New York City Mayor Bill de Blasio announced on Thursday plans to commemorate the pair with a monument, which the city says will be one of the first in the world dedicated to transgender women.

The proposed location of the monument is the Ruth Wittenberg Triangle, which is a short distance from the Stonewall Inn, the historic site of riots that took place on June 28, 1969, nearly 50 years ago. The city hopes to unveil the monument by 2021. It will reportedly cost around $750,000, which will be taken from the $10 million allocated for new public artworks.

Johnson and Rivera were key figures in the Stonewall Riots, which resulted from a police raid on the establishment.

The raid sparked a violent clash between patrons, residents of the neighborhood, and law enforcement that lasted six days outside the bar in New York City’s West Village neighborhood. The riots marked a major turning point in the gay rights movement and led to the birth of similar movements across the United States and around the world.  

While the city installed a set of statues honoring the movement in nearby Christopher Park decades later, the four abstract statues of two men and women are nameless and simply painted white. The new monument hopes to bring greater representation to the leaders of the movement.

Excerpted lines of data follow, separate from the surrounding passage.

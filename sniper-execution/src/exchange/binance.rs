use crate::account::{Account, OpenOrder};
use crate::balance::BalanceStore;
use crate::error::ExecutionError;
use crate::signing::hmac_sha256_hex;
use crate::ticker_store::TickerStore;
use crate::trade_exchange::{account_snapshot, new_account_list, remove_account_by_label, AccountList, TradeExchange};
use async_trait::async_trait;
use rust_decimal::Decimal;
use serde_json::Value;
use sniper_instrument::{Balance, ConcatPair, Credential, MakePair, Ticker};
use sniper_integration::http::{HttpClient, OutputFormat};
use sniper_integration::websocket::{self, WsMessage};
use sniper_integration::AlertSender;
use std::collections::HashMap;
use std::str::FromStr;
use std::sync::Arc;
use std::time::Duration;
use tracing::{error, info, warn};

const REST_BASE: &str = "https://api.binance.com";
const WS_BASE: &str = "wss://stream.binance.com:9443/ws";
const LISTEN_KEY_KEEPALIVE: Duration = Duration::from_secs(5 * 60);

/// Binance: `<base><quote>` pair naming, listen-key-scoped user-data stream,
/// 6-decimal order quantization.
pub struct BinanceAccount {
    credential: Credential,
    balances: BalanceStore,
    client: HttpClient,
}

impl BinanceAccount {
    pub fn new(credential: Credential) -> Self {
        Self {
            credential,
            balances: BalanceStore::new(),
            client: HttpClient::new(),
        }
    }

    fn signed_query(&self, mut params: Vec<(String, String)>) -> String {
        let timestamp = chrono::Utc::now().timestamp_millis();
        params.push(("timestamp".to_string(), timestamp.to_string()));
        let query = params
            .iter()
            .map(|(k, v)| format!("{k}={v}"))
            .collect::<Vec<_>>()
            .join("&");
        let signature = hmac_sha256_hex(&self.credential.api_secret, &query);
        format!("{query}&signature={signature}")
    }

    fn headers(&self) -> HashMap<String, String> {
        HashMap::from([("X-MBX-APIKEY".to_string(), self.credential.api_key.clone())])
    }

    async fn fetch_listen_key(&self) -> Result<String, ExecutionError> {
        let url = format!("{REST_BASE}/api/v3/userDataStream");
        let resp = self
            .client
            .post(&url, OutputFormat::Json, Some(self.headers()), None, None)
            .await?;
        let json = resp.as_json().ok_or_else(|| ExecutionError::AccountInit("no listenKey in response".into()))?;
        json.get("listenKey")
            .and_then(Value::as_str)
            .map(str::to_string)
            .ok_or_else(|| ExecutionError::AccountInit("no listenKey in response".into()))
    }

    async fn keepalive_listen_key(&self, listen_key: &str) -> Result<(), ExecutionError> {
        let url = format!("{REST_BASE}/api/v3/userDataStream?listenKey={listen_key}");
        self.client
            .post(&url, OutputFormat::Json, Some(self.headers()), None, None)
            .await?;
        Ok(())
    }

    async fn seed_balances(&self) -> Result<(), ExecutionError> {
        let query = self.signed_query(vec![]);
        let url = format!("{REST_BASE}/api/v3/account?{query}");
        let resp = self
            .client
            .get(&url, OutputFormat::Json, Some(self.headers()))
            .await?;
        let json = resp.as_json().ok_or_else(|| ExecutionError::AccountInit("malformed account response".into()))?;
        let balances = json
            .get("balances")
            .and_then(Value::as_array)
            .ok_or_else(|| ExecutionError::AccountInit("missing balances array".into()))?;
        for entry in balances {
            let (Some(asset), Some(free), Some(locked)) = (
                entry.get("asset").and_then(Value::as_str),
                entry.get("free").and_then(Value::as_str),
                entry.get("locked").and_then(Value::as_str),
            ) else {
                continue;
            };
            let free = Decimal::from_str(free).unwrap_or_default();
            let locked = Decimal::from_str(locked).unwrap_or_default();
            self.balances.seed(asset, Balance::new(free, locked));
        }
        Ok(())
    }
}

#[async_trait]
impl Account for BinanceAccount {
    fn credential(&self) -> &Credential {
        &self.credential
    }

    fn balances(&self) -> &BalanceStore {
        &self.balances
    }

    async fn init(&self) -> Result<(), ExecutionError> {
        info!(account = %self.label(), "init started");
        self.seed_balances().await?;
        info!(account = %self.label(), "init finished");
        Ok(())
    }

    async fn create_buy_order(
        &self,
        pair: &str,
        quantity: Decimal,
        price: Decimal,
    ) -> Result<String, ExecutionError> {
        let query = self.signed_query(vec![
            ("symbol".to_string(), pair.to_string()),
            ("side".to_string(), "BUY".to_string()),
            ("type".to_string(), "LIMIT".to_string()),
            ("timeInForce".to_string(), "GTC".to_string()),
            ("quantity".to_string(), quantity.to_string()),
            ("price".to_string(), price.to_string()),
        ]);
        let url = format!("{REST_BASE}/api/v3/order?{query}");
        let resp = self
            .client
            .post(&url, OutputFormat::Json, Some(self.headers()), None, None)
            .await?;
        let json = resp.as_json().ok_or_else(|| ExecutionError::OrderRejected("malformed order response".into()))?;
        json.get("orderId")
            .map(|v| v.to_string())
            .ok_or_else(|| ExecutionError::OrderRejected(json.to_string()))
    }

    async fn cancel_order(&self, order: &OpenOrder) -> Result<(), ExecutionError> {
        let pair = order
            .pair
            .as_deref()
            .ok_or_else(|| ExecutionError::CancelFailed("missing pair".into()))?;
        let query = self.signed_query(vec![
            ("symbol".to_string(), pair.to_string()),
            ("orderId".to_string(), order.order_id.clone()),
        ]);
        let url = format!("{REST_BASE}/api/v3/order?{query}");
        self.client
            .post(&url, OutputFormat::Json, Some(self.headers()), None, None)
            .await?;
        Ok(())
    }

    async fn get_open_orders_id(&self) -> Result<Vec<OpenOrder>, ExecutionError> {
        let query = self.signed_query(vec![]);
        let url = format!("{REST_BASE}/api/v3/openOrders?{query}");
        let resp = self
            .client
            .get(&url, OutputFormat::Json, Some(self.headers()))
            .await?;
        let json = resp.as_json().ok_or_else(|| ExecutionError::CancelFailed("malformed openOrders response".into()))?;
        let orders = json.as_array().ok_or_else(|| ExecutionError::CancelFailed(json.to_string()))?;
        Ok(orders
            .iter()
            .filter_map(|o| {
                let order_id = o.get("orderId")?.to_string();
                let pair = o.get("symbol").and_then(Value::as_str).map(str::to_string);
                Some(OpenOrder { order_id, pair })
            })
            .collect())
    }
}

/// Runs the listen-key keepalive and user-data WS supervisor for one
/// account. Spawned once per account at wiring time; reconnects on any WS
/// error with an immediate retry, re-running the listen-key fetch each time.
pub async fn run_account_supervisor(account: Arc<BinanceAccount>) {
    loop {
        let listen_key = match account.fetch_listen_key().await {
            Ok(k) => k,
            Err(e) => {
                error!(account = %account.label(), error = %e, "failed to fetch listen key, retrying");
                tokio::time::sleep(Duration::from_secs(5)).await;
                continue;
            }
        };

        let keepalive_account = account.clone();
        let keepalive_key = listen_key.clone();
        let keepalive_handle = tokio::spawn(async move {
            loop {
                tokio::time::sleep(LISTEN_KEY_KEEPALIVE).await;
                if let Err(e) = keepalive_account.keepalive_listen_key(&keepalive_key).await {
                    warn!(account = %keepalive_account.label(), error = %e, "listen key keepalive failed");
                }
            }
        });

        let url = format!("{WS_BASE}/{listen_key}");
        let mut stream = match websocket::connect(&url).await {
            Ok(s) => s,
            Err(e) => {
                error!(account = %account.label(), error = %e, "failed to open account WS, reconnecting");
                keepalive_handle.abort();
                continue;
            }
        };

        loop {
            match websocket::next_message(&mut stream).await {
                Ok(WsMessage::Text(text)) => process_account_message(&account, &text),
                Ok(WsMessage::Closed) => {
                    warn!(account = %account.label(), "account WS closed, reconnecting");
                    break;
                }
                Ok(_) => {}
                Err(e) => {
                    error!(account = %account.label(), error = %e, "account WS error, reconnecting");
                    break;
                }
            }
        }

        keepalive_handle.abort();
    }
}

fn process_account_message(account: &BinanceAccount, text: &str) {
    let Ok(json) = serde_json::from_str::<Value>(text) else {
        warn!(account = %account.label(), "failed to decode account update");
        return;
    };
    match json.get("e").and_then(Value::as_str) {
        Some("outboundAccountPosition") => {
            if let Some(balances) = json.get("B").and_then(Value::as_array) {
                for entry in balances {
                    let (Some(asset), Some(free), Some(locked)) = (
                        entry.get("a").and_then(Value::as_str),
                        entry.get("f").and_then(Value::as_str),
                        entry.get("l").and_then(Value::as_str),
                    ) else {
                        continue;
                    };
                    let free = Decimal::from_str(free).unwrap_or_default();
                    let locked = Decimal::from_str(locked).unwrap_or_default();
                    account.balances().update(asset, &account.label(), Balance::new(free, locked));
                }
            }
        }
        Some("executionReport") => {
            info!(account = %account.label(), update = %text, "order execution report");
        }
        _ => {}
    }
}

/// Binance trade exchange: owns its accounts and ticker store, buys with
/// `<base><quote>` pairs.
pub struct BinanceExchange {
    buy_symbols: Vec<String>,
    buy_amounts: HashMap<String, u32>,
    markup_pct: u32,
    cancel_delay: Duration,
    accounts: AccountList,
    tickers: Arc<TickerStore>,
    alerts: AlertSender,
}

impl BinanceExchange {
    pub fn new(
        buy_amounts: HashMap<String, u32>,
        markup_pct: u32,
        cancel_delay: Duration,
        accounts: Vec<Arc<dyn Account>>,
        alerts: AlertSender,
    ) -> Self {
        Self {
            buy_symbols: buy_amounts.keys().cloned().collect(),
            buy_amounts,
            markup_pct,
            cancel_delay,
            accounts: new_account_list(accounts),
            tickers: Arc::new(TickerStore::new()),
            alerts,
        }
    }

    /// Seed the ticker store from the 24h REST snapshot.
    pub async fn seed_tickers(&self, client: &HttpClient) -> Result<(), ExecutionError> {
        let url = format!("{REST_BASE}/api/v3/ticker/24hr");
        let resp = client.get(&url, OutputFormat::Json, None).await?;
        let entries = resp
            .as_json()
            .and_then(Value::as_array)
            .ok_or_else(|| ExecutionError::AccountInit("malformed ticker snapshot".into()))?;
        for entry in entries {
            let (Some(symbol), Some(pct), Some(price)) = (
                entry.get("symbol").and_then(Value::as_str),
                entry.get("priceChangePercent").and_then(Value::as_str),
                entry.get("askPrice").and_then(Value::as_str),
            ) else {
                continue;
            };
            let pct = Decimal::from_str(pct).unwrap_or_default();
            let price = Decimal::from_str(price).unwrap_or_default();
            self.tickers.set(symbol, Ticker::new(pct, price));
        }
        Ok(())
    }
}

#[async_trait]
impl TradeExchange for BinanceExchange {
    fn name(&self) -> &str {
        "binance"
    }
    fn buy_symbols(&self) -> &[String] {
        &self.buy_symbols
    }
    fn make_pair(&self, base: &str, quote: &str) -> String {
        ConcatPair::make_pair(base, quote)
    }
    fn ticker_store(&self) -> &Arc<TickerStore> {
        &self.tickers
    }
    fn accounts(&self) -> Vec<Arc<dyn Account>> {
        account_snapshot(&self.accounts)
    }
    fn remove_account(&self, label: &str) {
        remove_account_by_label(&self.accounts, label);
    }
    fn buy_amount_pct(&self, quote_asset: &str) -> u32 {
        self.buy_amounts.get(quote_asset).copied().unwrap_or(0)
    }
    fn markup_pct(&self) -> u32 {
        self.markup_pct
    }
    fn cancel_delay(&self) -> Duration {
        self.cancel_delay
    }
    fn alerts(&self) -> &AlertSender {
        &self.alerts
    }
}

/// `!ticker@arr` WS reader: reconnects from scratch on close or error, no
/// resume.
pub async fn run_ticker_reader(tickers: Arc<TickerStore>) {
    const WS_TICKER_URL: &str = "wss://stream.binance.com:9443/ws/!ticker@arr";
    loop {
        let mut stream = match websocket::connect(WS_TICKER_URL).await {
            Ok(s) => s,
            Err(e) => {
                error!(error = %e, "failed to open ticker WS, reconnecting");
                tokio::time::sleep(Duration::from_secs(1)).await;
                continue;
            }
        };

        loop {
            match websocket::next_message(&mut stream).await {
                Ok(WsMessage::Text(text)) => {
                    let Ok(json) = serde_json::from_str::<Value>(&text) else {
                        continue;
                    };
                    let Some(entries) = json.as_array() else { continue };
                    for entry in entries {
                        let (Some(symbol), Some(pct), Some(price)) = (
                            entry.get("s").and_then(Value::as_str),
                            entry.get("P").and_then(Value::as_str),
                            entry.get("a").and_then(Value::as_str),
                        ) else {
                            continue;
                        };
                        let pct = Decimal::from_str(pct).unwrap_or_default();
                        let price = Decimal::from_str(price).unwrap_or_default();
                        tickers.set(symbol, Ticker::new(pct, price));
                    }
                }
                Ok(WsMessage::Closed) => {
                    warn!("ticker WS closed, reconnecting");
                    break;
                }
                Ok(_) => {}
                Err(e) => {
                    error!(error = %e, "ticker WS error, reconnecting");
                    break;
                }
            }
        }
    }
}

#[cfg(test)]
mod tests {
    use super::*;

    #[test]
    fn credential_label_includes_owner_and_exchange() {
        let account = BinanceAccount::new(Credential::new("alice", "binance", "k", "s"));
        assert_eq!(account.label(), "binance:alice");
    }
}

Marsha P. Johnson at gay rights rally at City Hall in New York.
Marsha P. Johnson at gay rights rally at City Hall in New York.
Image: Diana Davies/New York Public Library

“The LGBTQ movement was portrayed very much as a white, gay male movement,” Chirlane McCray, New York City’s first lady, told the New York Times. “This monument counters that trend of whitewashing the history.”

McCray added that she believes it’s important for the new monument to have a “name and a face.”

“For so long, the role that people like Marsha played was dismissed,” Marisa Richmond, a trans scholar who teaches history at Middle Tennessee State University, told USA Today. “The world is more open, welcoming and inclusive than it was 50 years ago. Her efforts helped make that happen.”

Johnson, who was black, played a pivotal role in the LGBTQ rights and HIV/AIDS awareness movements during the 1960s. Born in Elizabeth, New Jersey, in 1945, Johnson moved to New York City after graduating high school and was a drag performer. She was homeless for much of her life and died in 1992. Police recovered her body from the Hudson River and ruled the death a suicide, but many have questioned the determination.

Sylvia Rivera in front of fountain in New York.
Sylvia Rivera in front of fountain in New York.
Image: Kay Tobin/New York Public Library

Rivera, who was also a drag performer, was born in 1951 to immigrant parents from Puerto Rico, and started living on her own at the age of 11. She also experienced homelessness.

Together, Johnson and Rivera founded Street Transvestite Action Revolutionaries (STAR), a group committed to helping homeless transgender youth in New York City.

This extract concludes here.